Brendan Cowell & Patrick Brammall (Ruben Guthrie)
RUBEN GUTHRIE
An interview with Brendan Cowell & Patrick Brammall
Making a film about high society disasters looks like a hell of a lot of fun – glitz, glamour, red carpets, pressed suits and endless champagne. But for a first-time film director and an actor who’s never led a feature, the task can be intimidating.
This is particularly true when a story requires the kind of moneyed look that a tale like Ruben Guthrie demands, and which an independent film can only hope to emulate. However, it’s a deeply personal story for writer/director Brendan Cowell – which is perhaps why we’re able to see it complete.
“It was a daunting task but it was one I really had my sights set on,” says Cowell. “I didn’t want to give up. Now we’re in such a great position with the opening night of Sydney Film Festival, I’m glad we fought that hard to make the damn thing.”
Ruben Guthrie started life seven years ago as a play, loosely based on Cowell’s own experiences and anecdotes with a hefty dose of creative licence. Now on the verge of the film’s release, Cowell shrugs off his personal association to the story.
“Little by little as you go into making a film, it becomes less about me and more about the actors and the characters we create,” he says. “In no way did I make it like it was even slightly biographical, you know? It was [the cast’s] story to tell. We told it together. I’m a collaborator, I want everyone to do their job and I want everyone to bring me freaky shit and I’ll decide whether it works or not.”
And boy, do they bring the freaky. The alcoholic advertising man Ruben bursts onto the screen in the form of Aussie TV darling Patrick Brammall.
“Patrick’s a revelation,” says Cowell. “He was [producer] Kath Shelper’s idea. He’d been onscreen so much in the two years leading up to Ruben that it was almost like he had his hand up saying, ‘Someone give me a big movie role, I could do a really good job!’ … My editor and I will attest to the fact that there’s not really one take in the entire film where he wasn’t giving me everything he had.”

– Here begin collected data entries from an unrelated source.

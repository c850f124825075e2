// Configuration: who we are on Pixela and which graph to use by default.
// Values come from the process environment, optionally seeded from env
// files. Anything already set in the process wins over the files.

use crate::error::{Error, Result};
use std::fmt;
use std::path::{Path, PathBuf};
use tracing::debug;

pub const DEFAULT_ENDPOINT: &str = "https://pixe.la/v1/users";
pub const DEFAULT_GRAPH_ID: &str = "graph1";

pub const USERNAME_VAR: &str = "USERNAME";
pub const TOKEN_VAR: &str = "TOKEN";
pub const GRAPH_ID_VAR: &str = "GRAPH_ID";
pub const ENDPOINT_VAR: &str = "PIXELA_ENDPOINT";

#[derive(Clone)]
pub struct Config {
    pub username: String,
    pub token: String,
    pub graph_id: String,
    pub endpoint: String,
}

impl fmt::Debug for Config {
    fn fmt(&self, f: &mut fmt::Formatter<'_>) -> fmt::Result {
        f.debug_struct("Config")
            .field("username", &self.username)
            .field("token", &"<redacted>")
            .field("graph_id", &self.graph_id)
            .field("endpoint", &self.endpoint)
            .finish()
    }
}

impl Config {
    /// Read the configuration from the process environment.
    pub fn from_env() -> Result<Self> {
        Self::from_lookup(|key| std::env::var(key).ok())
    }

    /// Build a configuration from any key lookup. Empty values count as unset.
    pub fn from_lookup<F>(lookup: F) -> Result<Self>
    where
        F: Fn(&str) -> Option<String>,
    {
        let get = |key: &str| lookup(key).map(|v| v.trim().to_string()).filter(|v| !v.is_empty());

        let username = get(USERNAME_VAR);
        let token = get(TOKEN_VAR);
        let (username, token) = match (username, token) {
            (Some(u), Some(t)) => (u, t),
            (u, t) => {
                let missing: Vec<&str> = [(USERNAME_VAR, u.is_none()), (TOKEN_VAR, t.is_none())]
                    .into_iter()
                    .filter(|(_, absent)| *absent)
                    .map(|(k, _)| k)
                    .collect();
                return Err(Error::config(format!(
                    "missing required environment variables: {} (set them in .env or the environment)",
                    missing.join(", ")
                )));
            }
        };

        let endpoint = get(ENDPOINT_VAR)
            .unwrap_or_else(|| DEFAULT_ENDPOINT.to_string())
            .trim_end_matches('/')
            .to_string();

        Ok(Config {
            username,
            token,
            graph_id: get(GRAPH_ID_VAR).unwrap_or_else(|| DEFAULT_GRAPH_ID.to_string()),
            endpoint,
        })
    }

    /// The graph to act on: the override when given, else the configured one.
    pub fn resolve_graph(&self, graph_override: Option<&str>) -> Result<String> {
        let gid = graph_override.unwrap_or(&self.graph_id).trim();
        if gid.is_empty() {
            return Err(Error::config("graph id must not be empty (set GRAPH_ID or pass --graph <id>)"));
        }
        Ok(gid.to_string())
    }
}

/// Per-user env file, e.g. `~/.config/pixela/.env` on Linux.
pub fn user_env_file() -> Option<PathBuf> {
    dirs::config_dir().map(|d| d.join("pixela").join(".env"))
}

/// Seed the process environment from env files.
///
/// An explicit path must exist. Without one, `./.env` and then the per-user
/// file are loaded when present. Variables already set are never replaced.
pub fn load_env_files(explicit: Option<&Path>) -> Result<()> {
    if let Some(path) = explicit {
        dotenvy::from_path(path)
            .map_err(|e| Error::config(format!("cannot load env file {}: {}", path.display(), e)))?;
        debug!(path = %path.display(), "loaded env file");
        return Ok(());
    }

    let candidates = std::iter::once(PathBuf::from(".env")).chain(user_env_file());
    for path in candidates.filter(|p| p.is_file()) {
        dotenvy::from_path(&path)
            .map_err(|e| Error::config(format!("cannot load env file {}: {}", path.display(), e)))?;
        debug!(path = %path.display(), "loaded env file");
    }
    Ok(())
}
// Pixel values: the date and quantity of a single day's entry, plus the
// graph attributes accepted when a graph is created. Parsing happens here
// so that bad input is rejected before a request is ever built.

use crate::error::{Error, Result};
use chrono::{Local, NaiveDate};
use clap::ValueEnum;
use serde::Serialize;
use std::fmt;
use std::str::FromStr;

/// Format Pixela uses for dates, both in paths and in bodies.
pub const DATE_FORMAT: &str = "%Y%m%d";

/// A calendar date rendered as `YYYYMMDD`.
#[derive(Debug, Clone, Copy, PartialEq, Eq)]
pub struct PixelDate(NaiveDate);

impl PixelDate {
    pub fn today() -> Self {
        PixelDate(Local::now().date_naive())
    }

    pub fn as_naive(&self) -> NaiveDate {
        self.0
    }
}

impl From<NaiveDate> for PixelDate {
    fn from(d: NaiveDate) -> Self {
        PixelDate(d)
    }
}

impl FromStr for PixelDate {
    type Err = Error;

    fn from_str(s: &str) -> Result<Self> {
        let s = s.trim();
        let invalid = || Error::validation(format!("date must be in YYYYMMDD format (e.g. 20251021), got '{}'", s));
        // chrono accepts short or signed years for %Y; Pixela does not.
        if s.len() != 8 || !s.bytes().all(|b| b.is_ascii_digit()) {
            return Err(invalid());
        }
        NaiveDate::parse_from_str(s, DATE_FORMAT)
            .map(PixelDate)
            .map_err(|_| invalid())
    }
}

impl fmt::Display for PixelDate {
    fn fmt(&self, f: &mut fmt::Formatter<'_>) -> fmt::Result {
        write!(f, "{}", self.0.format(DATE_FORMAT))
    }
}

/// A pixel quantity, kept as the decimal string Pixela expects.
#[derive(Debug, Clone, PartialEq, Eq)]
pub struct Quantity(String);

impl Quantity {
    pub fn as_str(&self) -> &str {
        &self.0
    }
}

impl FromStr for Quantity {
    type Err = Error;

    fn from_str(s: &str) -> Result<Self> {
        let s = s.trim();
        let digits = s.strip_prefix('-').unwrap_or(s);
        let (int_part, frac_part) = match digits.split_once('.') {
            Some((i, f)) => (i, Some(f)),
            None => (digits, None),
        };
        let all_digits = |p: &str| !p.is_empty() && p.bytes().all(|b| b.is_ascii_digit());
        if all_digits(int_part) && frac_part.map_or(true, all_digits) {
            Ok(Quantity(s.to_string()))
        } else {
            Err(Error::validation(format!("quantity must be a number (e.g. 5 or 1.5), got '{}'", s)))
        }
    }
}

impl fmt::Display for Quantity {
    fn fmt(&self, f: &mut fmt::Formatter<'_>) -> fmt::Result {
        f.write_str(&self.0)
    }
}

/// Numeric type of a graph's quantities.
#[derive(Debug, Clone, Copy, PartialEq, Eq, Default, ValueEnum, Serialize)]
#[serde(rename_all = "lowercase")]
pub enum GraphType {
    #[default]
    Int,
    Float,
}

/// Display colour of a graph, named the way Pixela names them.
#[derive(Debug, Clone, Copy, PartialEq, Eq, Default, ValueEnum, Serialize)]
#[serde(rename_all = "lowercase")]
pub enum GraphColor {
    /// green
    Shibafu,
    /// red
    Momiji,
    /// blue
    #[default]
    Sora,
    /// yellow
    Ichou,
    /// purple
    Ajisai,
    /// black
    Kuro,
}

On the topic of working with Cowell, Brammall is similarly gushing. “It was a beautiful working relationship,” the actor says. “I sort of gave him my soul for the duration of filming and he gave me his heart as some sort of safekeeping.”
Brammall, best known for his roles in TV’s Offspring and Upper Middle Bogan, says the weight of carrying the film didn’t often factor into his day-to-day work on the set.
“It’s just like any other job, really,” he says. “Except I was in every single scene. It took everything out of me.”
Not surprising, as not only is Ruben a very different beast to the affable Brammall, but one at both the peak of his career and on the knife-edge of addiction.
“It’s a funny film but it’s an inky black comedy,” he says. “That’s why we call it a black label comedy. So even though there’s laughs in it, to me the reality of it was finding essentially an alcoholic – so it was a very, very dramatic role to play, knowing that it was real. That was the joy of it, actually.”
Cowell is quick to assert that Ruben’s addiction could be to “anything” and that the film is not an anti-alcohol piece. “What I’m saying is a polemic – I use alcohol as a way of talking about human beings,” he says. “At the same time, alcohol’s a pretty serious issue in Australian culture.
“We’ve got to look at our relationship with it, and I think it’s the best thing in the world to punctuate incredible experiences, but if it starts owning you, that’s a problem. And I think there’s a lot of pretty serious binge drinking going on in our culture that’s not only accepted but in a way kind of [considered] heroic, you know? It’s almost like you’re a legend for behaving disgracefully. And that’s a real worry.”
The director’s statements mirror those of his lead, whose research took him into AA meetings and the lives of addicts.
“[It] was uplifting, strangely,” Brammall says. “These people have come of their own volition because they’re wrestling with something. They get up and share their stories and they listen to each other’s stories, and I thought, ‘If these are the broken people, we’re OK.’ It was a real kind of shot in the arm for me, that humanity.”
Brammall, too, avoids proselytising. “As an actor, I can’t afford to be thinking big-picture about what sort of comment we’re making here,” he says. “It’s just moment to moment.”
Darkness aside, the cast and crew found plenty of joy on set, from stunt shots that sunk Ruben to the bottom of a pool to improvisations with hidden cameras at the Randwick races.
No rest for the wicked, though – Cowell and Brammall are both intent on producing new, original Australian content. “I always think the more we can create, the better off we are,” says Brammall. “Whether we have money to market them or not, we should hear our stories. Local content’s the go.”
As for the name Ruben Guthrie, just where did it come from?
“You can look deep into it to find out what the writer is hiding in the name,” says Cowell. “But you won’t find anything. It just sounded good.”
Ruben Guthrie is the opening night film at Sydney Film Festival 2015 and shows at the State Theatre Wednesday June 3.